DIR: Anne Fletcher • WRI: Pete Docter, Ronaldo Del Carmen • PRO: Jonas Rivera • ED: Kevin Nolting • MUS: Michael Giacchino • DES: Ralph Eggleston • CAST: Reese Witherspoon, Sofia Vergara, Matthew Del Negro, Michael Mosley
Imagine a buddy cop film…but with girls! Girls, who do silly girl-things like run in high-heels, use their sexuality to get out of sticky situations, and menstruate (ew, gross! Ha-ha!). Then, boy, do I got the film for you! Because that’s all Hot Pursuit is – a concept stretched so thin, the river of potential jokes is run dry within the first five minutes of the film. This is especially disappointing when taken into consideration that its two female stars were also the film’s producers. What the audience is left with is a dull and uninspired would-be comedy that makes one lovingly recall Melissa McCarthy’s and Sandra Bullock’s 2013 venture The Heat which, though by no means perfect, was thoroughly enjoyable.

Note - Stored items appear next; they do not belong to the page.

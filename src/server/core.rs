use log::{error, info, warn};
use std::net::SocketAddr;
use std::sync::Arc;
use tokio::io::AsyncWriteExt;
use tokio::net::{TcpListener, TcpStream};
use tokio::sync::Semaphore;

use crate::auth::Accounts;
use crate::client::{SessionContext, handle_client};
use crate::config::ServerConfig;
use crate::protocol::responses::{TOO_MANY_CLIENTS, message_response};
use crate::storage::StorageService;

pub struct Server {
    listener: TcpListener,
    context: Arc<SessionContext>,
    sessions: Arc<Semaphore>,
    max_clients: usize,
}

impl Server {
    /// Binds the listener configured in `[server]`.
    pub async fn new(
        config: &ServerConfig,
        storage: StorageService,
        accounts: Accounts,
    ) -> std::io::Result<Self> {
        let socket = config.server.listen_socket();
        let listener = match TcpListener::bind(&socket).await {
            Ok(listener) => {
                info!("Server bound to {}", socket);
                listener
            }
            Err(e) => {
                error!("Failed to bind to {}: {}", socket, e);
                return Err(e);
            }
        };

        let max_clients = config.server.max_clients;
        Ok(Self {
            listener,
            context: Arc::new(SessionContext::new(
                storage,
                Arc::new(accounts),
                &config.server,
            )),
            sessions: Arc::new(Semaphore::new(max_clients)),
            max_clients,
        })
    }

    pub fn local_addr(&self) -> std::io::Result<SocketAddr> {
        self.listener.local_addr()
    }

    pub async fn start(&self) {
        info!(
            "Starting cloud storage server on {:?} (max {} clients)",
            self.listener.local_addr(),
            self.max_clients
        );

        loop {
            match self.listener.accept().await {
                Ok((stream, addr)) => {
                    let permit = match Arc::clone(&self.sessions).try_acquire_owned() {
                        Ok(permit) => permit,
                        Err(_) => {
                            tokio::spawn(refuse_client(stream, addr));
                            continue;
                        }
                    };

                    let context = Arc::clone(&self.context);
                    info!(
                        "Accepted client {} ({}/{} clients)",
                        addr,
                        self.max_clients - self.sessions.available_permits(),
                        self.max_clients
                    );

                    // Spawn a task for each client so accept loop doesn't block
                    tokio::spawn(async move {
                        handle_client(stream, addr, context).await;
                        drop(permit);
                    });
                }
                Err(e) => {
                    error!("Error accepting connection: {}", e);
                }
            }
        }
    }
}

async fn refuse_client(mut stream: TcpStream, addr: SocketAddr) {
    warn!("Refusing client {}: too many connections", addr);
    let reply = message_response(TOO_MANY_CLIENTS, "Too many connections. Try again later.");
    if let Err(e) = stream.write_all(reply.as_bytes()).await {
        warn!("Failed to notify refused client {}: {}", addr, e);
    }
}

The way-better-than-this Witherspoon plays Officer Rose Cooper, a straight-laced cop eager to prove herself in the field after a number of previous mishaps. Her big opportunity for redemption comes in the form of Daniella Riva (played by Vergara playing Gloria from Modern Family), who is on the run after agreeing to give evidence against a notorious drug lord. Antics ensue. Not much else can be said for the films plot, which often sees events randomly occur without any context. Sloppy editing also adds greatly to the uneven tone of the film. The characters go from one location to the next with little to no explanation. All sense of tension is lost by the uninterested way in which director Anne Fletcher handles the more serious scenes of the film. Combine this with some pretty unthreatening villains and the film just judders along before finally creaking to its lacklustre climax. Ditto for character development. Emotional reveals prove to be less explosive so much as blips on this seemingly never-ending journey of mediocrity. Our two protagonists are little more than stereotypes, proving it difficult to engage with the film on any meaningful level.
Female team-ups in mainstream cinema are too rare an occurrence for films like Hot Pursuit to muddy the chances of audiences being interested in seeing more of them. Hollywood is in dire need of more genre-bending, women-focused material, but Hot Pursuit just serves up a cold dish of disappointment.